If you remember from last week, I was approached by a MFA candidate friend about Young Adult literature. Today, I approach the second question.

The Questions:

1. What does the term "young adult literature" mean to you as an author?

2. What do you believe makes a novel young adult?

3. What made you want to write a young adult novel (or market Eleanor, Celeste, and David as such)?

4. Do you believe young adult novels have literary value? How so or why not?

5. What do you believe the future of young adult literature entails?



2. What do you believe makes a novel young adult?

There are three elements I’ve found that are required to have a book fall into the young adult category. First, the protagonist must be of young adult age, 12-17 years old typically. This is the foundation and if this one condition is met, the rest can be bent and broken.
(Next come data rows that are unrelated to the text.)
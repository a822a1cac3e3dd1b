//! Travel limits and head settings.

use crate::config::ConfigError;
use crate::consts::{HEAD_JOG, MAX_HORIZONTAL, MAX_VERTICAL, MIN_HORIZONTAL, MIN_VERTICAL};
use serde::{Deserialize, Serialize};

fn default_max_horizontal() -> f64 {
    MAX_HORIZONTAL
}
fn default_max_vertical() -> f64 {
    MAX_VERTICAL
}
fn default_min_horizontal() -> f64 {
    MIN_HORIZONTAL
}
fn default_min_vertical() -> f64 {
    MIN_VERTICAL
}
fn default_jog() -> f64 {
    HEAD_JOG
}

/// `[travel]` section: usable carriage travel and accepted cut sizes, inches.
#[derive(Debug, Clone, Copy, PartialEq, Serialize, Deserialize)]
#[serde(deny_unknown_fields)]
pub struct TravelLimits {
    #[serde(default = "default_max_horizontal")]
    pub max_horizontal: f64,
    #[serde(default = "default_max_vertical")]
    pub max_vertical: f64,
    #[serde(default = "default_min_horizontal")]
    pub min_horizontal: f64,
    #[serde(default = "default_min_vertical")]
    pub min_vertical: f64,
}

impl TravelLimits {
    pub fn validate(&self) -> Result<(), ConfigError> {
        for (name, value) in [
            ("max_horizontal", self.max_horizontal),
            ("max_vertical", self.max_vertical),
            ("min_horizontal", self.min_horizontal),
            ("min_vertical", self.min_vertical),
        ] {
            if !(value.is_finite() && value > 0.0) {
                return Err(ConfigError::ValidationError(format!(
                    "travel: {name} must be a positive number, got {value}"
                )));
            }
        }
        if self.min_horizontal > self.max_horizontal {
            return Err(ConfigError::ValidationError(format!(
                "travel: min_horizontal ({}) exceeds max_horizontal ({})",
                self.min_horizontal, self.max_horizontal
            )));
        }
        if self.min_vertical > self.max_vertical {
            return Err(ConfigError::ValidationError(format!(
                "travel: min_vertical ({}) exceeds max_vertical ({})",
                self.min_vertical, self.max_vertical
            )));
        }
        Ok(())
    }
}

impl Default for TravelLimits {
    fn default() -> Self {
        Self {
            max_horizontal: MAX_HORIZONTAL,
            max_vertical: MAX_VERTICAL,
            min_horizontal: MIN_HORIZONTAL,
            min_vertical: MIN_VERTICAL,
        }
    }
}

/// `[head]` section.
#[derive(Debug, Clone, Copy, PartialEq, Serialize, Deserialize)]
#[serde(deny_unknown_fields)]
pub struct HeadConfig {
    /// Plunge depth of the cutting head.
    #[serde(default = "default_jog")]
    pub jog_inches: f64,
}

impl HeadConfig {
    pub fn validate(&self) -> Result<(), ConfigError> {
        if !(self.jog_inches.is_finite() && self.jog_inches > 0.0) {
            return Err(ConfigError::ValidationError(format!(
                "head: jog_inches must be a positive number, got {}",
                self.jog_inches
            )));
        }
        Ok(())
    }
}

impl Default for HeadConfig {
    fn default() -> Self {
        Self { jog_inches: HEAD_JOG }
    }
}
The other conditions are meant to get past the assumed gatekeeper of the reader. There is an assumption that young adult readers have someone between them and their possible books. Be they parents, guardians or librarians, typically it is assumed, that there is someone vetting the titles before they find their ways into the young adult readers hands. Because of this, for the adult wanting to censor, sex and violence must be blunted. Though these borders are being constantly pressed, there is a standard idea that sex should be out or at least highly softened and violence, though theoretically as harsh as you’d like it (see The Hunger Games) shouldn’t be written in gory detail. 

So, the age of the protagonist is paramount and defining. Sex must be out or softened and violence shouldn’t be graphic.